*Exercise details*
The lines to reproduce run from the first one below to the line containing "use crate::money::Amount;", both included. Reproduce them exactly and nothing else.

(Records from a data source)
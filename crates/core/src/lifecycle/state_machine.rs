//! Pure lifecycle functions: status derivation and event validation.

use chrono::NaiveDate;
use serde::{Deserialize, Serialize};

use crate::errors::{ConstraintViolation, Result};
use crate::money::Amount;

/// Allocation lifecycle status, derived purely from amounts.
///
/// `committed → partially_called → called → partially_funded → funded`,
/// plus terminal `written_off` reachable from any non-funded state.
#[derive(Debug, Clone, Copy, PartialEq, Eq, Hash, Serialize, Deserialize)]
#[serde(rename_all = "SCREAMING_SNAKE_CASE")]
pub enum AllocationStatus {
    Committed,
    PartiallyCalled,
    Called,
    PartiallyFunded,
    Funded,
    WrittenOff,
}

impl AllocationStatus {
    pub fn is_terminal(&self) -> bool {
        matches!(self, AllocationStatus::Funded | AllocationStatus::WrittenOff)
    }

    pub fn as_str(&self) -> &'static str {
        match self {
            AllocationStatus::Committed => "COMMITTED",
            AllocationStatus::PartiallyCalled => "PARTIALLY_CALLED",
            AllocationStatus::Called => "CALLED",
            AllocationStatus::PartiallyFunded => "PARTIALLY_FUNDED",
            AllocationStatus::Funded => "FUNDED",
            AllocationStatus::WrittenOff => "WRITTEN_OFF",
        }
    }
}

/// Capital call status, derived from amounts and dates as of a given day.
#[derive(Debug, Clone, Copy, PartialEq, Eq, Hash, Serialize, Deserialize)]
#[serde(rename_all = "SCREAMING_SNAKE_CASE")]
pub enum CapitalCallStatus {
    Scheduled,
    Called,
    PartiallyPaid,
    Paid,
    Overdue,
}

/// The events a caller may apply to an allocation.
#[derive(Debug, Clone, Copy, PartialEq, Eq, Hash, Serialize, Deserialize)]
#[serde(rename_all = "SCREAMING_SNAKE_CASE")]
pub enum LifecycleEventKind {
    CreateCall,
    PaymentReceived,
    ReversePayment,
    AdjustCommitment,
    WriteOff,
}

/// Point-in-time view of an allocation's amounts, as read inside the
/// mutating transaction.
#[derive(Debug, Clone, PartialEq, Eq)]
pub struct AllocationSnapshot {
    pub allocation_id: String,
    pub committed: Amount,
    pub called: Amount,
    pub funded: Amount,
    pub written_off: bool,
}

impl AllocationSnapshot {
    pub fn status(&self) -> AllocationStatus {
        if self.written_off {
            AllocationStatus::WrittenOff
        } else {
            status_for(self.committed, self.called, self.funded)
        }
    }
}

/// Point-in-time view of a capital call's amounts.
#[derive(Debug, Clone, PartialEq, Eq)]
pub struct CallSnapshot {
    pub call_id: String,
    pub allocation_id: String,
    pub call_amount: Amount,
    pub paid_amount: Amount,
}

impl CallSnapshot {
    /// A call is open while it is not fully paid.
    pub fn is_open(&self) -> bool {
        self.paid_amount < self.call_amount
    }

    pub fn outstanding(&self) -> Amount {
        self.call_amount.saturating_sub(self.paid_amount)
    }
}

/// Result of a successfully validated event: the new derived amounts and the
/// recomputed status. Callers never choose a status by hand.
#[derive(Debug, Clone, PartialEq, Eq)]
pub struct Transition {
    pub called: Amount,
    pub funded: Amount,
    pub status: AllocationStatus,
}

/// Derives allocation status from the three amounts.
///
/// Assumes the global invariant `0 <= funded <= called <= committed`; the
/// services establish it transactionally before this is consulted.
pub fn status_for(committed: Amount, called: Amount, funded: Amount) -> AllocationStatus {
    if called.is_zero() {
        AllocationStatus::Committed
    } else if called < committed {
        if funded.is_zero() {
            AllocationStatus::PartiallyCalled
        } else {
            AllocationStatus::PartiallyFunded
        }
    } else if funded.is_zero() {
        AllocationStatus::Called
    } else if funded < called {
        AllocationStatus::PartiallyFunded
    } else {
        AllocationStatus::Funded
    }
}

/// Derives a capital call's status as of `as_of`.
pub fn call_status_for(
    call_amount: Amount,
    paid_amount: Amount,
    call_date: NaiveDate,
    due_date: NaiveDate,
    as_of: NaiveDate,
) -> CapitalCallStatus {
    if paid_amount >= call_amount {
        CapitalCallStatus::Paid
    } else if as_of > due_date {
        CapitalCallStatus::Overdue
    } else if !paid_amount.is_zero() {
        CapitalCallStatus::PartiallyPaid
    } else if as_of < call_date {
        CapitalCallStatus::Scheduled
    } else {
        CapitalCallStatus::Called
    }
}

/// Validates `CREATE_CALL(amount)` against the current snapshot.
///
/// The amount is already a strictly positive `Amount`; this checks the
/// lifecycle constraints and returns the post-event transition.
pub fn validate_create_call(snapshot: &AllocationSnapshot, amount: Amount) -> Result<Transition> {
    reject_terminal(snapshot)?;

    let new_called = snapshot.called.checked_add(amount)?;
    if new_called > snapshot.committed {
        return Err(ConstraintViolation::OverCall {
            committed: snapshot.committed,
            already_called: snapshot.called,
            attempted: amount,
        }
        .into());
    }

    Ok(Transition {
        called: new_called,
        funded: snapshot.funded,
        status: status_for(snapshot.committed, new_called, snapshot.funded),
    })
}
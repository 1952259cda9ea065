//! Exact money arithmetic for the ledger.
//!
//! `Amount` wraps `rust_decimal::Decimal` and is the only numeric type the
//! ledger does money math with. Construction rejects negative values and all
//! arithmetic is checked, so neither floating-point drift nor silent overflow
//! can enter the aggregates.

use rust_decimal::Decimal;
use serde::de::{self, Deserializer};
use serde::{Deserialize, Serialize, Serializer};
use std::fmt;
use std::str::FromStr;

use crate::errors::{Result, ValidationError};

/// A non-negative currency amount with exact decimal arithmetic.
#[derive(Debug, Clone, Copy, PartialEq, Eq, PartialOrd, Ord, Hash, Default)]
pub struct Amount(Decimal);

impl Amount {
    /// The zero amount.
    pub const ZERO: Amount = Amount(Decimal::ZERO);

    /// Creates an amount from a decimal, rejecting negative values.
    pub fn new(value: Decimal) -> Result<Self> {
        if value.is_sign_negative() && !value.is_zero() {
            return Err(ValidationError::NegativeAmount(value.to_string()).into());
        }
        Ok(Amount(value))
    }

    /// Creates an amount that must be strictly positive (call amounts,
    /// payment amounts, commitments).
    pub fn positive(value: Decimal) -> Result<Self> {
        if value.is_zero() || value.is_sign_negative() {
            return Err(ValidationError::NonPositiveAmount(value.to_string()).into());
        }
        Ok(Amount(value))
    }

    /// The underlying decimal value.
    pub fn value(&self) -> Decimal {
        self.0
    }

    pub fn is_zero(&self) -> bool {
        self.0.is_zero()
    }

    /// Checked addition; fails on decimal overflow.
    pub fn checked_add(&self, other: Amount) -> Result<Amount> {
        self.0
            .checked_add(other.0)
            .map(Amount)
            .ok_or_else(|| ValidationError::AmountOverflow.into())
    }

    /// Checked subtraction; fails if the result would be negative.
    pub fn checked_sub(&self, other: Amount) -> Result<Amount> {
        let diff = self
            .0
            .checked_sub(other.0)
            .ok_or(ValidationError::AmountOverflow)?;
        Amount::new(diff)
    }

    /// Subtraction clamped at zero, for display-only figures where a stale
    /// cache could momentarily undershoot.
    pub fn saturating_sub(&self, other: Amount) -> Amount {
        if other.0 >= self.0 {
            Amount::ZERO
        } else {
            Amount(self.0 - other.0)
        }
    }

    /// Sums an iterator of amounts with overflow checking.
    pub fn sum<I: IntoIterator<Item = Amount>>(amounts: I) -> Result<Amount> {
        let mut total = Amount::ZERO;
        for a in amounts {
            total = total.checked_add(a)?;
        }
        Ok(total)
    }

    /// Computes `pct` percent of this amount, rounded to cents
    /// (banker's rounding). Used to convert percentage call inputs to
    /// absolute currency at entry time.
    pub fn percentage(&self, pct: Decimal) -> Result<Amount> {
        if pct.is_sign_negative() {
            return Err(ValidationError::NegativeAmount(pct.to_string()).into());
        }
        let scaled = self
            .0
            .checked_mul(pct)
            .and_then(|v| v.checked_div(Decimal::ONE_HUNDRED))
            .ok_or(ValidationError::AmountOverflow)?;
        Amount::new(scaled.round_dp(crate::constants::AMOUNT_SCALE))
    }
}

impl fmt::Display for Amount {
    fn fmt(&self, f: &mut fmt::Formatter<'_>) -> fmt::Result {
        write!(f, "{}", self.0)
    }
}

impl FromStr for Amount {
    type Err = crate::Error;

    fn from_str(s: &str) -> Result<Self> {
        let value = Decimal::from_str(s).map_err(ValidationError::DecimalParse)?;
        Amount::new(value)
    }
}

// Amounts serialize as strings so JSON round-trips stay exact.
impl Serialize for Amount {
    fn serialize<S: Serializer>(&self, serializer: S) -> std::result::Result<S::Ok, S::Error> {
        serializer.serialize_str(&self.0.to_string())
    }
}

impl<'de> Deserialize<'de> for Amount {
    fn deserialize<D: Deserializer<'de>>(deserializer: D) -> std::result::Result<Self, D::Error> {
        let s = String::deserialize(deserializer)?;
        Amount::from_str(&s).map_err(de::Error::custom)
    }
}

*Solution to this exercise*
filename crates/core/src/lifecycle/state_machine.rs
//! Pure lifecycle functions: status derivation and event validation.

use chrono::NaiveDate;
use serde::{Deserialize, Serialize};

use crate::errors::{ConstraintViolation, Result};
use crate::money::Amount;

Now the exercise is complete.